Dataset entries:
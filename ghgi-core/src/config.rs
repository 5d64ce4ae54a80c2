//! Engine configuration.
//!
//! ```toml
//! gwp_set = "AR5"
//! region = "BR"
//! tolerance_tonnes = 0.01
//!
//! [densities]
//! fuel-type-diesel = 835
//! fuel-type-biogas = "1.15"
//! ```

use crate::decimal;
use crate::errors::{CalculationError, CalculationResult};
use crate::gas::GwpSet;
use crate::units::DensityTable;
use rust_decimal::Decimal;
use rust_decimal_macros::dec;
use serde::{Deserialize, Serialize};
use std::path::Path;
use tracing::info;

/// Settings shared by every calculation an engine performs.
#[derive(Debug, Clone, PartialEq, Serialize, Deserialize)]
#[serde(default, deny_unknown_fields)]
pub struct EngineConfig {
    /// default: AR6
    pub gwp_set: GwpSet,
    /// Region used to prefer region-specific emission factors.
    ///
    /// default: none (only world factors apply)
    #[serde(skip_serializing_if = "Option::is_none")]
    pub region: Option<String>,
    /// Extra or overriding fuel densities, merged over the built-in table
    ///
    /// unit: kg/m3
    pub densities: DensityTable,
    /// Absolute tolerance used when checking against reference totals
    ///
    /// unit: t CO2e
    /// default: 0.01
    pub tolerance_tonnes: Decimal,
}

impl Default for EngineConfig {
    fn default() -> Self {
        Self {
            gwp_set: GwpSet::default(),
            region: None,
            densities: DensityTable::empty(),
            tolerance_tonnes: dec!(0.01),
        }
    }
}

impl EngineConfig {
    /// Parses a configuration from TOML.
    pub fn from_toml_str(contents: &str) -> CalculationResult<Self> {
        let config: Self = toml::from_str(contents)?;
        config.validate()?;
        Ok(config)
    }

    /// Reads and parses a TOML configuration file.
    pub fn from_path(path: impl AsRef<Path>) -> CalculationResult<Self> {
        let path = path.as_ref();
        let config = Self::from_toml_str(&std::fs::read_to_string(path)?)?;
        info!(
            path = %path.display(),
            gwp_set = %config.gwp_set,
            density_overrides = config.densities.len(),
            "Loaded engine configuration"
        );
        Ok(config)
    }

    /// The built-in density table with this configuration's overrides applied.
    #[must_use]
    pub fn density_table(&self) -> DensityTable {
        let mut table = DensityTable::default();
        table.extend(&self.densities);
        table
    }

    /// Tolerance in kg CO2e.
    pub fn tolerance_kg(&self) -> CalculationResult<Decimal> {
        decimal::mul(self.tolerance_tonnes, dec!(1000), "tolerance in kg")
    }

    fn validate(&self) -> CalculationResult<()> {
        if self.tolerance_tonnes.is_sign_negative() {
            return Err(CalculationError::Config(format!(
                "tolerance_tonnes must not be negative, got {}",
                self.tolerance_tonnes
            )));
        }
        if self.tolerance_kg().is_err() {
            return Err(CalculationError::Config(format!(
                "tolerance_tonnes is too large, got {}",
                self.tolerance_tonnes
            )));
        }
        if let Some((fuel, density)) = self.densities.iter().find(|(_, d)| *d <= Decimal::ZERO) {
            return Err(CalculationError::Config(format!(
                "density for '{fuel}' must be positive, got {density}"
            )));
        }
        Ok(())
    }
}

#[cfg(test)]
mod tests {
    use super::*;

    #[test]
    fn test_defaults() {
        let config = EngineConfig::from_toml_str("").unwrap();
        assert_eq!(config, EngineConfig::default());
        assert_eq!(config.gwp_set, GwpSet::AR6);
        assert_eq!(config.tolerance_kg().unwrap(), dec!(10));
        assert_eq!(config.density_table(), DensityTable::default());
    }

    #[test]
    fn test_full_config() {
        let config = EngineConfig::from_toml_str(
            r#"
            gwp_set = "AR5"
            region = "BR"
            tolerance_tonnes = "0.5"

            [densities]
            fuel-type-diesel = 835
            fuel-type-biogas = "1.15"
            "#,
        )
        .unwrap();

        assert_eq!(config.gwp_set, GwpSet::AR5);
        assert_eq!(config.region.as_deref(), Some("BR"));
        assert_eq!(config.tolerance_tonnes, dec!(0.5));

        let table = config.density_table();
        assert_eq!(table.get("fuel-type-diesel"), Some(dec!(835)));
        assert_eq!(table.get("fuel-type-biogas"), Some(dec!(1.15)));
        assert_eq!(table.get("fuel-type-gasoline"), Some(dec!(745)));
    }

    #[test]
    fn test_rejects_bad_values() {
        assert!(matches!(
            EngineConfig::from_toml_str("tolerance_tonnes = -1"),
            Err(CalculationError::Config(_))
        ));
        assert!(matches!(
            EngineConfig::from_toml_str("tolerance_tonnes = \"79228162514264337593543950335\""),
            Err(CalculationError::Config(_))
        ));
        assert!(matches!(
            EngineConfig::from_toml_str("[densities]\nfuel-type-diesel = 0"),
            Err(CalculationError::Config(_))
        ));
        assert!(matches!(
            EngineConfig::from_toml_str("gwp_set = \"AR9\""),
            Err(CalculationError::Toml(_))
        ));
        assert!(matches!(
            EngineConfig::from_toml_str("unknown_key = 1"),
            Err(CalculationError::Toml(_))
        ));
    }

    #[test]
    fn test_missing_file() {
        assert!(matches!(
            EngineConfig::from_path("/nonexistent/ghgi.toml"),
            Err(CalculationError::Io(_))
        ));
    }
}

Exercise aim:
Reply with a lone number, the count of lines in the data that include the string "DensityTable".

Answer space:
6